## [Stored items]
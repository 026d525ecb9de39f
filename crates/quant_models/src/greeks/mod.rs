//! Option Greeks: closed-form and finite-difference.
//!
//! Two independent estimators for the same sensitivities:
//!
//! - [`GreeksBundle::analytic`] evaluates the Black-Scholes closed forms.
//! - [`FiniteDifference`] re-prices under symmetric bumps.
//!
//! [`GreeksReport`] runs both and measures their gap, which is the
//! cross-check this module exists for: a healthy zero-dividend contract
//! should agree to within the bump truncation error.
//!
//! # Examples
//!
//! ```
//! use quant_models::analytical::BlackScholes;
//! use quant_models::greeks::{FiniteDifference, GreeksReport};
//! use quant_models::instruments::{OptionContract, OptionKind};
//!
//! let contract = OptionContract::new(95.0, 100.0, 0.25, 0.04, 0.0, OptionKind::Call)?;
//! let model = BlackScholes::new(contract);
//!
//! let report = GreeksReport::evaluate(&model, 0.3, &FiniteDifference::default());
//! assert!(report.max_divergence() < 1e-2);
//! # Ok::<(), quant_models::instruments::ModelError>(())
//! ```

mod bundle;
mod finite_difference;
mod report;

pub use bundle::GreeksBundle;
pub use finite_difference::{FiniteDifference, DEFAULT_FD_STEP};
pub use report::GreeksReport;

## [What needs to be done]
Scan the records above. Return every line with "FiniteDifference" in it.

## [Exercise solution]
//! - [`FiniteDifference`] re-prices under symmetric bumps.
//! use quant_models::greeks::{FiniteDifference, GreeksReport};
//! let report = GreeksReport::evaluate(&model, 0.3, &FiniteDifference::default());
pub use finite_difference::{FiniteDifference, DEFAULT_FD_STEP};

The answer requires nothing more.